In the spring of 1862, General Thomas “Stonewall” Jackson spearheaded the Shenandoah Valley Campaign charged with defending western Virginia from an invasion by Union troops. At that time, he wrote to a staff member, “If this Valley is lost, Virginia is lost.” Fortunately for him, he was victorious. Two years later, the same Shenandoah Valley is again the target for the Northern war effort, and the outcome is once again crucial for the salvation of the Confederacy. This will be the topic of the Tuesday, January 4th meeting of the Brunswick Civil War Round Table when guest speaker Phillip S. Greenwalt will discuss his topic entitled, “If this Valley is Lost….” 
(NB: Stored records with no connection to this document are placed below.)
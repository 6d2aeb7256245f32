use crate::domain::model::NewCategory;
use crate::transport::http::handlers::common::{bad_request, error_response, ok_response};
use crate::transport::http::types::{json_422, AppState, NameQuery};
use axum::extract::rejection::{JsonRejection, QueryRejection};
use axum::extract::{Path, Query, State};
use axum::http::StatusCode;
use axum::response::IntoResponse;
use axum::Json;

#[utoipa::path(
    get,
    path = "/api/categories",
    responses(
        (status = 200, description = "All categories", body = ApiResponse),
        (status = 500, description = "Backend error", body = ApiResponse)
    )
)]
pub async fn list_categories_handler(State(state): State<AppState>) -> impl IntoResponse {
    match state.service.list_categories().await {
        Ok(categories) => ok_response(StatusCode::OK, &categories),
        Err(e) => error_response(e),
    }
}

#[utoipa::path(
    post,
    path = "/api/categories",
    request_body = NewCategory,
    responses(
        (status = 201, description = "Category created", body = ApiResponse),
        (status = 400, description = "Empty name", body = ApiResponse),
        (status = 422, description = "Unprocessable entity (invalid JSON body)", body = ApiResponse),
        (status = 500, description = "Backend error", body = ApiResponse)
    )
)]
pub async fn create_category_handler(
    State(state): State<AppState>,
    request: Result<Json<NewCategory>, JsonRejection>,
) -> impl IntoResponse {
    let Json(request) = match request {
        Ok(v) => v,
        Err(e) => {
            return json_422(e, "{\"name\": \"...\", \"description\": \"...\"}").into_response()
        }
    };

    match state.service.add_category(request).await {
        Ok(category) => ok_response(StatusCode::CREATED, &category),
        Err(e) => error_response(e),
    }
}

#[utoipa::path(
    delete,
    path = "/api/categories/{id}",
    params(
        ("id" = i64, Path, description = "Category id")
    ),
    responses(
        (status = 200, description = "Category deleted; its products lose their category", body = ApiResponse),
        (status = 404, description = "No such category", body = ApiResponse),
        (status = 500, description = "Backend error", body = ApiResponse)
    )
)]
pub async fn delete_category_handler(
    State(state): State<AppState>,
    Path(id): Path<i64>,
) -> impl IntoResponse {
    match state.service.delete_category(id).await {
        Ok(()) => ok_response(StatusCode::OK, &serde_json::json!({ "deleted": 1, "id": id })),
        Err(e) => error_response(e),
    }
}

#[utoipa::path(
    delete,
    path = "/api/categories",
    params(NameQuery),
    responses(
        (status = 200, description = "Every category with this exact name deleted", body = ApiResponse),
        (status = 400, description = "Missing name", body = ApiResponse),
        (status = 500, description = "Backend error", body = ApiResponse)
    )
)]
pub async fn delete_categories_by_name_handler(
    State(state): State<AppState>,
    query: Result<Query<NameQuery>, QueryRejection>,
) -> impl IntoResponse {
    let Query(query) = match query {
        Ok(q) => q,
        Err(e) => return bad_request(format!("Invalid query: {} (expected: ?name=...)", e)),
    };

    match state.service.delete_categories_by_name(&query.name).await {
        Ok(removed) => ok_response(
            StatusCode::OK,
            &serde_json::json!({ "deleted": removed, "name": query.name }),
        ),
        Err(e) => error_response(e),
    }
}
By the autumn of 1864, the Shenandoah Valley, the “Breadbasket of the Confederacy” was again a target for the North. It was one of the most strategic areas of Virginia. It was an agriculturally rich area with millions of bushels of wheat produced, and plenty of livestock, which were used to provide Virginia’s armies and the Confederate capital of Richmond. Standing in their way was a Confederate force commanded by Lieutenant General Jubal A. Early. Within his ranks stood the proud remnants of commands that had served under the late “Stonewall” Jackson who two years prior on May 2, 1863 was accidentally shot and killed during the Battle of Chancellorsville by one of his own Confederate soldiers. Much like the spring campaign of 1862, the chances to stave off disaster for the Confederacy, and possibly the fortunes of their cause, were still the stakes facing the Confederates as the Federals prepared another invasion of the Valley of Virginia; i.e., the Shenandoah Valley.  This campaign, which would become a microcosm of the overall war by 1864, tested the prediction written by the late “Stonewall” Jackson in 1862: “If this Valley is Lost…”.  

Phillip Greenwalt is the co-founder of Emerging Revolutionary War and a fulltime historian with Emerging Civil War. He is the author or co-author of five books on the American Revolutionary and American Civil War. Phil graduated with a bachelor’s degree in history from Wheeling Jesuit University, and holds a graduate degree in American history from George Mason University. A fourteen-year veteran of the National Park Service, he is currently the Chief of Interpretation and Education at Catoctin Mountain Park in Thurmont, Maryland.